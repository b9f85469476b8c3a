//! Login Service
//!
//! Token issuance and validation.

use std::sync::Arc;

use serde::Serialize;

use super::{ApiClient, HttpTransport, Method};
use crate::error::ApiError;

/// Validated by the same endpoint family the admin writes go through
const CHECK_TOKEN_PATH: &str = "/about_item/check_token";

#[derive(Serialize)]
struct Credentials<'a> {
    email: &'a str,
    password: &'a str,
}

#[derive(Clone)]
pub struct LoginService {
    client: ApiClient,
}

impl LoginService {
    pub fn new(transport: Arc<dyn HttpTransport>, base_url: &str) -> Self {
        Self { client: ApiClient::new(transport, base_url, "") }
    }

    /// Exchange credentials for a token.
    /// The server answers with the token either as raw text or a JSON string.
    pub async fn login(&self, email: &str, password: &str) -> Result<String, ApiError> {
        let body = serde_json::to_value(Credentials { email, password })
            .map_err(|e| ApiError::Decode(e.to_string()))?;
        let raw = self
            .client
            .execute(Method::Post, self.client.url("/login"), None, Some(body))
            .await?;
        let token = serde_json::from_str::<String>(&raw).unwrap_or_else(|_| raw.trim().to_string());
        if token.is_empty() {
            return Err(ApiError::Decode("empty token".to_string()));
        }
        Ok(token)
    }

    /// Ask the server whether the token is still valid.
    /// A 2xx body of `0` marks the token as revoked.
    pub async fn check_token(&self, token: &str) -> Result<bool, ApiError> {
        let result = self
            .client
            .execute(Method::Delete, self.client.url(CHECK_TOKEN_PATH), Some(token), None)
            .await;
        match result {
            Ok(_) => Ok(true),
            Err(ApiError::Unauthorized { status }) if (200..300).contains(&status) => Ok(false),
            Err(err) => Err(err),
        }
    }
}

#[cfg(test)]
mod tests {
    use super::*;
    use crate::api::testing::MockTransport;
    use futures::executor::block_on;
    use serde_json::json;

    #[test]
    fn test_login_posts_credentials() {
        let mock = MockTransport::new();
        mock.respond(200, r#""Bearer random generated jwt""#);
        let service = LoginService::new(mock.shared(), "http://api");

        let token = block_on(service.login("me@example.com", "pw")).unwrap();
        assert_eq!(token, "Bearer random generated jwt");

        let req = mock.last();
        assert_eq!(req.method, Method::Post);
        assert_eq!(req.url, "http://api/login");
        assert_eq!(req.body, Some(json!({ "email": "me@example.com", "password": "pw" })));
        assert_eq!(req.authorization, None);
    }

    #[test]
    fn test_login_accepts_raw_text_token() {
        let mock = MockTransport::new();
        mock.respond(200, "abc.def.ghi\n");
        let service = LoginService::new(mock.shared(), "http://api");
        assert_eq!(block_on(service.login("me@example.com", "pw")).unwrap(), "abc.def.ghi");
    }

    #[test]
    fn test_login_rejected() {
        let mock = MockTransport::new();
        mock.respond(401, r#"{"message":"Invalid username or password"}"#);
        let service = LoginService::new(mock.shared(), "http://api");
        assert_eq!(
            block_on(service.login("me@example.com", "bad")),
            Err(ApiError::Unauthorized { status: 401 })
        );
    }

    #[test]
    fn test_check_token() {
        let mock = MockTransport::new();
        mock.respond(200, "{}");
        mock.respond(401, "");
        let service = LoginService::new(mock.shared(), "http://api");

        assert_eq!(block_on(service.check_token("Bearer random json web token")), Ok(true));
        let req = mock.last();
        assert_eq!(req.method, Method::Delete);
        assert_eq!(req.url, "http://api/about_item/check_token");
        assert_eq!(req.authorization.as_deref(), Some("Bearer random json web token"));

        assert!(block_on(service.check_token("stale")).unwrap_err().is_unauthorized());
    }

    #[test]
    fn test_check_token_revoked_body() {
        let mock = MockTransport::new();
        mock.respond(200, "0");
        mock.respond(200, r#""0""#);
        mock.respond(200, "1");
        let service = LoginService::new(mock.shared(), "http://api");

        assert_eq!(block_on(service.check_token("jwt")), Ok(false));
        assert_eq!(block_on(service.check_token("jwt")), Ok(false));
        assert_eq!(block_on(service.check_token("jwt")), Ok(true));
    }
}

> Work required
Say only how many lines in the records carry the word "Decode".

> Task answer
2